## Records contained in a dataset
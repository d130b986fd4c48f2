use axum::extract::State;
use axum::response::Html;
use db::models::course::Model as CourseModel;
use db::models::participant::Model as ParticipantModel;
use util::state::AppState;

use crate::{error::AppError, response};

/// GET /participantes
///
/// Renders the participant listing. Courses are fetched alongside so the
/// page can show course titles and fill the course selectors.
pub async fn list_participants(
    State(app_state): State<AppState>,
) -> Result<Html<String>, AppError> {
    let db = app_state.db();

    let participants = ParticipantModel::get_all(db).await?;
    let courses = CourseModel::get_all(db).await?;

    Ok(response::participants_page(&participants, &courses))
}
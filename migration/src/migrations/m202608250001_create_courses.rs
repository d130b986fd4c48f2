use sea_orm_migration::prelude::*;

pub struct Migration;

impl MigrationName for Migration {
    fn name(&self) -> &str {
        "m202608250001_create_courses"
    }
}

#[async_trait::async_trait]
impl MigrationTrait for Migration {
    async fn up(&self, manager: &SchemaManager) -> Result<(), DbErr> {
        manager
            .create_table(
                Table::create()
                    .table(Alias::new("course"))
                    .if_not_exists()
                    .col(
                        ColumnDef::new(Alias::new("id"))
                            .big_integer()
                            .not_null()
                            .auto_increment()
                            .primary_key(),
                    )
                    // Uniqueness is a handler-level check, not a constraint.
                    .col(ColumnDef::new(Alias::new("title")).text().not_null())
                    .to_owned(),
            )
            .await
    }

    async fn down(&self, manager: &SchemaManager) -> Result<(), DbErr> {
        manager
            .drop_table(Table::drop().table(Alias::new("course")).to_owned())
            .await
    }
}
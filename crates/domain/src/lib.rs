//! Domain model for the SimpleDEX client.
//!
//! This crate holds the value types and the pure integer arithmetic the client
//! must reproduce to stay consistent with the on-chain pool:
//! - Token metadata and base-unit amounts
//! - Decimal string <-> base unit conversion
//! - Slippage tolerance with one decimal of percent precision
//! - Constant-product quoting and liquidity share accounting

/// Prelude module for convenient imports.
pub mod prelude;

/// Hex account and contract addresses.
pub mod address;
/// Domain error types.
pub mod error;
/// Pool arithmetic.
pub mod math;
/// Pool and user state snapshots.
pub mod pool;
/// Advisory swap quotes.
pub mod quote;
/// Slippage tolerance.
pub mod slippage;
/// Token metadata and amounts.
pub mod token;
/// Decimal string conversion.
pub mod units;
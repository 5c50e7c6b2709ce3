//! The SimpleDEX client adapter.
//!
//! [`DexClient`] owns the pool handle, the cached token metadata and the last
//! good state snapshot. Reads go through an injected [`ChainReader`]; writes
//! go through an injected [`Wallet`] and are strictly sequential: every
//! approval is mined before the action that needs it is submitted.

use crate::approval::{Approval, Execution, GrantedApproval, SwapOutcome};
use crate::config::ClientConfig;
use crate::error::ClientError;
use crate::state::FormattedState;
use dex_domain::address::Address;
use dex_domain::math::shares;
use dex_domain::pool::{PoolState, StateSnapshot, SwapDirection, UserPosition};
use dex_domain::quote::Quote;
use dex_domain::slippage::SlippageTolerance;
use dex_domain::token::{LIQUIDITY_DECIMALS, Token, TokenAmount, TokenPair};
use dex_domain::units;
use dex_protocols::chain::{ChainReader, ContractCall, Wallet};
use dex_protocols::contracts::{PoolContract, TokenContract};
use dex_protocols::error::ChainError;
use std::sync::Arc;
use tokio::sync::{OnceCell, RwLock};
use tracing::{debug, info, warn};

/// Adapter between user intents and one SimpleDEX pool.
pub struct DexClient {
    config: ClientConfig,
    pool: PoolContract,
    reader: Arc<dyn ChainReader>,
    wallet: Arc<dyn Wallet>,
    tokens: OnceCell<TokenPair>,
    snapshot: RwLock<Option<StateSnapshot>>,
}
use crate::error::AddressBookError;
use dex_domain::address::{self, Address};
use serde::{Deserialize, Serialize};
use std::collections::BTreeMap;
use std::path::Path;
use tracing::{debug, info};

/// Key under which deployment tooling records the pool contract.
pub const POOL_KEY: &str = "dex";
/// Key of the first pool token.
pub const TOKEN_A_KEY: &str = "weth";
/// Key of the second pool token.
pub const TOKEN_B_KEY: &str = "tokenB";

/// Contract addresses written by deployment tooling.
///
/// The on-disk form is a flat JSON object such as
/// `{"dex": "0x..", "weth": "0x..", "tokenB": "0x.."}`. Entries are kept as
/// strings and only parsed when accessed, so unrelated malformed entries do
/// not prevent loading.
#[derive(Debug, Clone, Default, PartialEq, Eq, Serialize, Deserialize)]
#[serde(transparent)]
pub struct AddressBook {
    entries: BTreeMap<String, String>,
}

impl AddressBook {
    /// Creates an empty record.
    #[must_use]
    pub fn new() -> Self {
        Self::default()
    }

    /// Parses a record from its JSON text.
    ///
    /// # Errors
    /// Returns an error if the text is not a JSON object of strings.
    pub fn from_json(json: &str) -> Result<Self, AddressBookError> {
        Ok(serde_json::from_str(json)?)
    }

    /// Reads a record from `path`.
    ///
    /// # Errors
    /// Returns an error if the file cannot be read or is not valid JSON.
    pub async fn load(path: impl AsRef<Path>) -> Result<Self, AddressBookError> {
        let path = path.as_ref();
        let json = tokio::fs::read_to_string(path)
            .await
            .map_err(|source| AddressBookError::Io {
                path: path.to_path_buf(),
                source,
            })?;
        let book = Self::from_json(&json)?;
        debug!(path = %path.display(), entries = book.len(), "Loaded address record");
        Ok(book)
    }

    /// Writes the record to `path` as pretty JSON.
    ///
    /// # Errors
    /// Returns an error if the file cannot be written.
    pub async fn save(&self, path: impl AsRef<Path>) -> Result<(), AddressBookError> {
        let path = path.as_ref();
        let json = serde_json::to_string_pretty(self)?;
        tokio::fs::write(path, json)
            .await
            .map_err(|source| AddressBookError::Io {
                path: path.to_path_buf(),
                source,
            })?;
        info!(path = %path.display(), entries = self.len(), "Saved address record");
        Ok(())
    }

    /// Number of entries.
    #[must_use]
    pub fn len(&self) -> usize {
        self.entries.len()
    }

    #[must_use]
    pub fn is_empty(&self) -> bool {
        self.entries.is_empty()
    }

    /// Records `address` under `key`, replacing any previous entry.
    pub fn insert(&mut self, key: impl Into<String>, address: Address) {
        self.entries.insert(key.into(), address.to_string());
    }

    /// The address stored under `key`.
    ///
    /// # Errors
    /// Returns an error if the key is absent or its value is not an address.
    pub fn get(&self, key: &str) -> Result<Address, AddressBookError> {
        let raw = self
            .entries
            .get(key)
            .ok_or_else(|| AddressBookError::MissingKey(key.to_string()))?;
        address::parse(raw).map_err(|source| AddressBookError::InvalidAddress {
            key: key.to_string(),
            source,
        })
    }

    /// The pool contract address.
    ///
    /// # Errors
    /// See [`AddressBook::get`].
    pub fn pool(&self) -> Result<Address, AddressBookError> {
        self.get(POOL_KEY)
    }
}

#[cfg(test)]
mod tests {
    use super::*;
    use tempfile::tempdir;

    const DEPLOYED: &str = r#"{
        "weth": "0x5FbDB2315678afecb367f032d93F642f64180aa3",
        "tokenB": "0xe7f1725E7734CE288F8367e1Bb143E90bb3F0512",
        "dex": "0x9fE46736679d2D9a65F0992F2272dE9f3c7fa6e0"
    }"#;

    #[test]
    fn test_keys_in_any_order() {
        let book = AddressBook::from_json(DEPLOYED).unwrap();
        assert_eq!(book.len(), 3);
        assert_eq!(
            book.pool().unwrap().to_string(),
            "0x9fE46736679d2D9a65F0992F2272dE9f3c7fa6e0"
        );
        assert!(book.get(TOKEN_A_KEY).is_ok());
        assert!(book.get(TOKEN_B_KEY).is_ok());
    }

    #[test]
    fn test_missing_key() {
        let book = AddressBook::from_json(r#"{"weth": "0x5FbDB2315678afecb367f032d93F642f64180aa3"}"#)
            .unwrap();
        assert!(matches!(book.pool(), Err(AddressBookError::MissingKey(k)) if k == "dex"));
    }

    #[test]
    fn test_malformed_entry_fails_on_access_only() {
        let book = AddressBook::from_json(
            r#"{"dex": "0x1234", "weth": "0x5FbDB2315678afecb367f032d93F642f64180aa3"}"#,
        )
        .unwrap();
        assert!(book.get(TOKEN_A_KEY).is_ok());
        assert!(matches!(
            book.pool(),
            Err(AddressBookError::InvalidAddress { .. })
        ));
    }

    #[test]
    fn test_rejects_non_object() {
        assert!(matches!(
            AddressBook::from_json("[1, 2]"),
            Err(AddressBookError::Json(_))
        ));
    }

    #[tokio::test]
    async fn test_save_then_load() {
        let dir = tempdir().unwrap();
        let path = dir.path().join("deployed-addresses.json");

        let mut book = AddressBook::new();
        book.insert(POOL_KEY, address::from_index(0x1003));
        book.insert(TOKEN_A_KEY, address::from_index(0x1001));
        book.save(&path).await.unwrap();

        let loaded = AddressBook::load(&path).await.unwrap();
        assert_eq!(loaded, book);
        assert_eq!(loaded.pool().unwrap(), address::from_index(0x1003));
    }

    #[tokio::test]
    async fn test_load_missing_file() {
        let dir = tempdir().unwrap();
        let result = AddressBook::load(dir.path().join("absent.json")).await;
        assert!(matches!(result, Err(AddressBookError::Io { .. })));
    }
}
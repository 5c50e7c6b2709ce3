//! Typed handles over the pool and ERC-20 interfaces.
//!
//! Reads go through a [`ChainReader`](crate::chain::ChainReader); writes are
//! returned as [`ContractCall`](crate::chain::ContractCall)s for a wallet to
//! submit.

/// SimpleDEX pool contract.
pub mod pool;
/// ERC-20 token contract.
pub mod token;

pub use pool::PoolContract;
pub use token::TokenContract;
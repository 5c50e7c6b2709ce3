use crate::error::ConfigError;
use dex_data::AddressBook;
use dex_domain::address::Address;
use dex_domain::slippage::SlippageTolerance;
use dex_protocols::rpc::RpcConfig;
use std::path::PathBuf;
use std::str::FromStr;
use tracing::debug;

/// File written by the deployment script.
pub const DEFAULT_ADDRESS_FILE: &str = "contract-addresses.json";
/// Fractional digits shown for amounts in the formatted state.
pub const DEFAULT_DISPLAY_DECIMALS: u32 = 6;

pub const ENV_RPC_URL: &str = "DEX_RPC_URL";
pub const ENV_ADDRESSES: &str = "DEX_ADDRESSES";
pub const ENV_POOL: &str = "DEX_POOL";
pub const ENV_SWAP_SLIPPAGE: &str = "DEX_SWAP_SLIPPAGE";
pub const ENV_LIQUIDITY_SLIPPAGE: &str = "DEX_LIQUIDITY_SLIPPAGE";
pub const ENV_DISPLAY_DECIMALS: &str = "DEX_DISPLAY_DECIMALS";

/// Configuration for a [`DexClient`](crate::client::DexClient).
#[derive(Debug, Clone)]
pub struct ClientConfig {
    /// Node transport policy.
    pub rpc: RpcConfig,
    /// Deployment address record.
    pub addresses_path: PathBuf,
    /// Pool address; takes precedence over the address record.
    pub pool: Option<Address>,
    /// Tolerance applied to swaps when the caller gives none.
    pub swap_slippage: SlippageTolerance,
    /// Tolerance applied to liquidity changes when the caller gives none.
    pub liquidity_slippage: SlippageTolerance,
    /// Fractional digits in [`FormattedState`](crate::state::FormattedState).
    pub display_decimals: u32,
}

impl Default for ClientConfig {
    fn default() -> Self {
        Self {
            rpc: RpcConfig::default(),
            addresses_path: PathBuf::from(DEFAULT_ADDRESS_FILE),
            pool: None,
            swap_slippage: SlippageTolerance::HALF_PERCENT,
            liquidity_slippage: SlippageTolerance::HALF_PERCENT,
            display_decimals: DEFAULT_DISPLAY_DECIMALS,
        }
    }
}

impl ClientConfig {
    /// Reads overrides from the process environment.
    ///
    /// # Errors
    /// Returns an error if a variable is set but malformed.
    pub fn from_env() -> Result<Self, ConfigError> {
        Self::from_lookup(|var| std::env::var(var).ok())
    }

    /// Reads overrides through `lookup`, starting from the defaults.
    ///
    /// # Errors
    /// Returns an error if a variable is set but malformed.
    pub fn from_lookup<F>(lookup: F) -> Result<Self, ConfigError>
    where
        F: Fn(&str) -> Option<String>,
    {
        let mut config = Self::default();

        if let Some(url) = lookup(ENV_RPC_URL) {
            config.rpc.url = url;
        }
        if let Some(path) = lookup(ENV_ADDRESSES) {
            config.addresses_path = PathBuf::from(path);
        }
        if let Some(pool) = parse_var(&lookup, ENV_POOL)? {
            config.pool = Some(pool);
        }
        if let Some(slippage) = parse_var(&lookup, ENV_SWAP_SLIPPAGE)? {
            config.swap_slippage = slippage;
        }
        if let Some(slippage) = parse_var(&lookup, ENV_LIQUIDITY_SLIPPAGE)? {
            config.liquidity_slippage = slippage;
        }
        if let Some(places) = parse_var(&lookup, ENV_DISPLAY_DECIMALS)? {
            config.display_decimals = places;
        }

        debug!(rpc = %config.rpc.url, pool = ?config.pool, "Loaded client configuration");
        Ok(config)
    }

    /// The pool address: the explicit override, else the `dex` entry of the
    /// address record.
    ///
    /// # Errors
    /// Returns an error if the record cannot be read or lacks the entry.
    pub async fn pool_address(&self) -> Result<Address, ConfigError> {
        if let Some(pool) = self.pool {
            return Ok(pool);
        }
        let book = AddressBook::load(&self.addresses_path).await?;
        Ok(book.pool()?)
    }
}

fn parse_var<T, F>(lookup: &F, var: &'static str) -> Result<Option<T>, ConfigError>
where
    T: FromStr,
    T::Err: std::fmt::Display,
    F: Fn(&str) -> Option<String>,
{
    let Some(value) = lookup(var) else {
        return Ok(None);
    };
    value
        .trim()
        .parse()
        .map(Some)
        .map_err(|e: T::Err| ConfigError::InvalidVar {
            var,
            reason: e.to_string(),
            value,
        })
}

## ACTION ITEM
Look above for the line with "let book = Self::from_json(&json)?;" and the line with "info!(path = %path.display(), entries"; transcribe both and all lines in between, exactly, and nothing else.

## SOLUTION TO THIS PROBLEM
        let book = Self::from_json(&json)?;
        debug!(path = %path.display(), entries = book.len(), "Loaded address record");
        Ok(book)
    }

    /// Writes the record to `path` as pretty JSON.
    ///
    /// # Errors
    /// Returns an error if the file cannot be written.
    pub async fn save(&self, path: impl AsRef<Path>) -> Result<(), AddressBookError> {
        let path = path.as_ref();
        let json = serde_json::to_string_pretty(self)?;
        tokio::fs::write(path, json)
            .await
            .map_err(|source| AddressBookError::Io {
                path: path.to_path_buf(),
                source,
            })?;
        info!(path = %path.display(), entries = self.len(), "Saved address record");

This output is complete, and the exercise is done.